*Your instructions*
Copy the lines below exactly. Start at the first and finish with the line containing "dice.sort_unstable();".

(Collected data entries)
──────────────────────────────
//! Hand scoring: decomposes a roll into disjoint scoring entries.

use std::cmp::Ordering;

use serde::{Deserialize, Serialize};

use crate::dice::{face_counts, Hand, FULL_HAND};

/// One scoring part of a roll: its points and the dice it consumes.
#[derive(Debug, Clone, PartialEq, Eq, Hash, Serialize, Deserialize)]
pub struct Score {
    pub value: u32,
    /// Contributing dice, ascending.
    pub dice: Vec<u8>,
}

impl Score {
    pub fn new(value: u32, mut dice: Vec<u8>) -> Self {
        dice.sort_unstable();
        Self { value, dice }
    }
}

/// Patterns that only exist with all six dice. Each consumes the whole roll.
#[derive(Debug, Copy, Clone, Eq, PartialEq, Serialize, Deserialize)]
pub enum SixDiceCombo {
    Straight,
    TwoTriples,
    ThreePairs,
    SixOfAKind,
}

impl SixDiceCombo {
    pub fn points(self) -> u32 {
        match self {
            SixDiceCombo::Straight => 1500,
            SixDiceCombo::TwoTriples => 2500,
            SixDiceCombo::ThreePairs => 1500,
            SixDiceCombo::SixOfAKind => 3000,
        }
    }

    pub fn name(self) -> &'static str {
        match self {
            SixDiceCombo::Straight => "ONE-TO-SIX STRAIGHT",
            SixDiceCombo::TwoTriples => "TWO TRIPLES",
            SixDiceCombo::ThreePairs => "THREE PAIRS",
            SixDiceCombo::SixOfAKind => "SIX OF A KIND",
        }
    }

    /// Match a six-dice hand against the special patterns, in precedence order.
    pub fn detect(hand: &Hand) -> Option<Self> {
        if hand.len() != FULL_HAND {
            return None;
        }
        let counts = hand.counts();
        let with = |n: u8| counts[1..].iter().filter(|&&c| c == n).count();
        if with(1) == 6 {
            Some(SixDiceCombo::Straight)
        } else if with(3) == 2 {
            Some(SixDiceCombo::TwoTriples)
        } else if with(2) == 3 || (with(4) == 1 && with(2) == 1) {
            // four of a kind plus a pair is paid as three pairs
            Some(SixDiceCombo::ThreePairs)
        } else if with(6) == 1 {
            Some(SixDiceCombo::SixOfAKind)
        } else {
            None
        }
    }
}

/// Ordered, disjoint decomposition of a roll. Empty means bust.
#[derive(Debug, Clone, Default, PartialEq, Eq, Serialize, Deserialize)]
pub struct ScoringBreakdown {
    entries: Vec<Score>,
}

impl ScoringBreakdown {
    pub fn entries(&self) -> &[Score] {
        &self.entries
    }

    pub fn len(&self) -> usize {
        self.entries.len()
    }

    pub fn is_empty(&self) -> bool {
        self.entries.is_empty()
    }

    pub fn is_bust(&self) -> bool {
        self.entries.is_empty()
    }

    /// Points if every entry were banked.
    pub fn total(&self) -> u32 {
        self.entries.iter().map(|s| s.value).sum()
    }

    /// Dice consumed if every entry were banked.
    pub fn dice_used(&self) -> usize {
        self.entries.iter().map(|s| s.dice.len()).sum()
    }

    pub fn iter(&self) -> std::slice::Iter<'_, Score> {
        self.entries.iter()
    }
}

impl<'a> IntoIterator for &'a ScoringBreakdown {
    type Item = &'a Score;
    type IntoIter = std::slice::Iter<'a, Score>;

    fn into_iter(self) -> Self::IntoIter {
        self.entries.iter()
    }
}

/// Score a roll.
///
/// Six-dice specials take the whole roll. Otherwise at most one of-a-kind
/// combo is taken (lowest face first) and every remaining 1 and 5 scores on
/// its own. Entries come back ascending by points.
///
/// ```
/// use farkell_engine::dice::Hand;
/// use farkell_engine::scoring::{score, Score};
///
/// let b = score(&Hand::new(vec![1, 1, 1, 2, 3, 4]).unwrap());
/// assert_eq!(b.entries(), &[Score::new(300, vec![1, 1, 1])]);
///
/// let bust = score(&Hand::new(vec![2, 3, 4, 6]).unwrap());
/// assert!(bust.is_bust());
/// ```
pub fn score(hand: &Hand) -> ScoringBreakdown {
    if let Some(combo) = SixDiceCombo::detect(hand) {
        return ScoringBreakdown {
            entries: vec![Score::new(combo.points(), hand.dice().to_vec())],
        };
    }

    let mut entries = Vec::new();
    let mut counts = hand.counts();
    if let Some(combo) = score_combo(&counts) {
        counts[combo.dice[0] as usize] -= combo.dice.len() as u8;
        entries.push(combo);
    }
    entries.extend(score_misc(&counts));
    entries.sort_by(breakdown_order);
    ScoringBreakdown { entries }
}

fn breakdown_order(a: &Score, b: &Score) -> Ordering {
    a.value
        .cmp(&b.value)
        .then_with(|| a.dice.first().cmp(&b.dice.first()))
}

/// First face (ascending) holding three, four or five of a kind.
fn score_combo(counts: &[u8; 7]) -> Option<Score> {
    (1..=6u8).find_map(|face| {
        let n = counts[face as usize];
        let value = match n {
            3 if face == 1 => 300,
            3 => face as u32 * 100,
            4 => 1000,
            5 => 2000,
            _ => return None,
        };
        Some(Score::new(value, vec![face; n as usize]))
    })
}

fn score_misc(counts: &[u8; 7]) -> Vec<Score> {
    let ones = (0..counts[1]).map(|_| Score::new(100, vec![1]));
    let fives = (0..counts[5]).map(|_| Score::new(50, vec![5]));
    ones.chain(fives).collect()
}

/// Human-readable name of a roll, e.g. `"THREE OF A KIND AND A MOOSE"`.
///
/// Walks the same precedence as [`score`]: six-dice special, then the
/// of-a-kind combo, then the leftover 1s ("moose") and 5s.
pub fn name_hand(hand: &Hand) -> String {
    if let Some(combo) = SixDiceCombo::detect(hand) {
        return combo.name().to_string();
    }

    let mut counts = hand.counts();
    let combo = score_combo(&counts).map(|c| {
        counts[c.dice[0] as usize] -= c.dice.len() as u8;
        match c.dice.len() {
            3 => "THREE OF A KIND",
            4 => "FOUR OF A KIND",
            _ => "FIVE OF A KIND",
        }
    });
    let misc = name_misc(counts[1], counts[5]);

    match (combo, misc) {
        (Some(c), Some(m)) => format!("{} AND {}", c, m),
        (Some(c), None) => c.to_string(),
        (None, Some(m)) => m,
        (None, None) => "NO SCORE".to_string(),
    }
}

/// Name the dice of a single [`Score`] entry.
pub fn name_score(entry: &Score) -> String {
    let counts = face_counts(&entry.dice);
    if entry.dice.len() == FULL_HAND {
        if let Ok(hand) = Hand::new(entry.dice.clone()) {
            return name_hand(&hand);
        }
    }
    match entry.dice.len() {
        3 => "THREE OF A KIND".to_string(),
        4 => "FOUR OF A KIND".to_string(),
        5 => "FIVE OF A KIND".to_string(),
        _ => name_misc(counts[1], counts[5]).unwrap_or_else(|| "NO SCORE".to_string()),
    }
}

fn name_misc(ones: u8, fives: u8) -> Option<String> {
    let ones = match ones {
        0 => None,
        1 => Some("A MOOSE".to_string()),
        2 => Some("TWO MOOSE".to_string()),
        n => Some(format!("{} MOOSE", n)),
    };
    let fives = match fives {
        0 => None,
        1 => Some("A FIVE".to_string()),
        2 => Some("TWO FIVES".to_string()),
        n => Some(format!("{} FIVES", n)),
    };
    match (ones, fives) {
        (Some(o), Some(f)) => Some(format!("{} AND {}", o, f)),
        (o, f) => o.or(f),
    }
}
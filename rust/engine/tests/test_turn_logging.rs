use std::fs;
use std::path::PathBuf;

use farkell_engine::logger::{format_turn_id, RollRecord, TurnLogger, TurnRecord};
use farkell_engine::scoring::Score;

fn tmp_path(name: &str) -> PathBuf {
    let mut p = PathBuf::from("target");
    p.push(format!("{}_{}.jsonl", name, std::process::id()));
    p
}

fn record(ts: Option<&str>) -> TurnRecord {
    TurnRecord {
        turn_id: None,
        player: "Harry".to_string(),
        rolls: vec![RollRecord {
            dice: vec![1, 1, 1, 2, 3, 4],
            breakdown: vec![Score::new(300, vec![1, 1, 1])],
            name: "THREE OF A KIND".to_string(),
            banked: vec![true],
            points: 300,
            auto_banked: true,
            hot_dice: false,
        }],
        score: 300,
        busted: false,
        ts: ts.map(str::to_string),
    }
}

#[test]
fn writes_jsonl_with_lf_only() {
    let path = tmp_path("turnlog");
    let mut logger = TurnLogger::create(&path, "20250102").expect("create logger");
    logger.write(&record(None)).expect("write");
    logger.write(&record(None)).expect("write");
    let bytes = fs::read(&path).expect("read file");
    assert!(bytes.ends_with(b"\n"));
    assert!(!bytes.contains(&b'\r'));
    assert_eq!(bytes.iter().filter(|&&b| b == b'\n').count(), 2);
    let _ = fs::remove_file(&path);
}

#[test]
fn sequential_ids_increment() {
    let mut logger = TurnLogger::without_file("20251231");
    assert_eq!(logger.next_id(), "20251231-000001");
    assert_eq!(logger.next_id(), "20251231-000002");
    assert_eq!(format_turn_id("x", 42), "x-000042");
}

#[test]
fn ids_and_ts_are_filled_and_preserved() {
    let path = tmp_path("turnlog_ts");
    let mut logger = TurnLogger::create(&path, "g").expect("create logger");
    logger.write(&record(None)).expect("write");
    logger
        .write(&record(Some("2025-01-02T03:04:05Z")))
        .expect("write");

    let content = fs::read_to_string(&path).expect("read file");
    let lines: Vec<TurnRecord> = content
        .lines()
        .map(|l| serde_json::from_str(l).expect("json line"))
        .collect();
    assert_eq!(lines[0].turn_id.as_deref(), Some("g-000001"));
    assert!(lines[0].ts.is_some());
    assert_eq!(lines[1].turn_id.as_deref(), Some("g-000002"));
    assert_eq!(lines[1].ts.as_deref(), Some("2025-01-02T03:04:05Z"));
    assert_eq!(lines[1].rolls[0].breakdown[0].value, 300);
    let _ = fs::remove_file(&path);
}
──────────────────────────────
*Exercise result*
//! Hand scoring: decomposes a roll into disjoint scoring entries.

use std::cmp::Ordering;

use serde::{Deserialize, Serialize};

use crate::dice::{face_counts, Hand, FULL_HAND};

/// One scoring part of a roll: its points and the dice it consumes.
#[derive(Debug, Clone, PartialEq, Eq, Hash, Serialize, Deserialize)]
pub struct Score {
    pub value: u32,
    /// Contributing dice, ascending.
    pub dice: Vec<u8>,
}

impl Score {
    pub fn new(value: u32, mut dice: Vec<u8>) -> Self {
        dice.sort_unstable();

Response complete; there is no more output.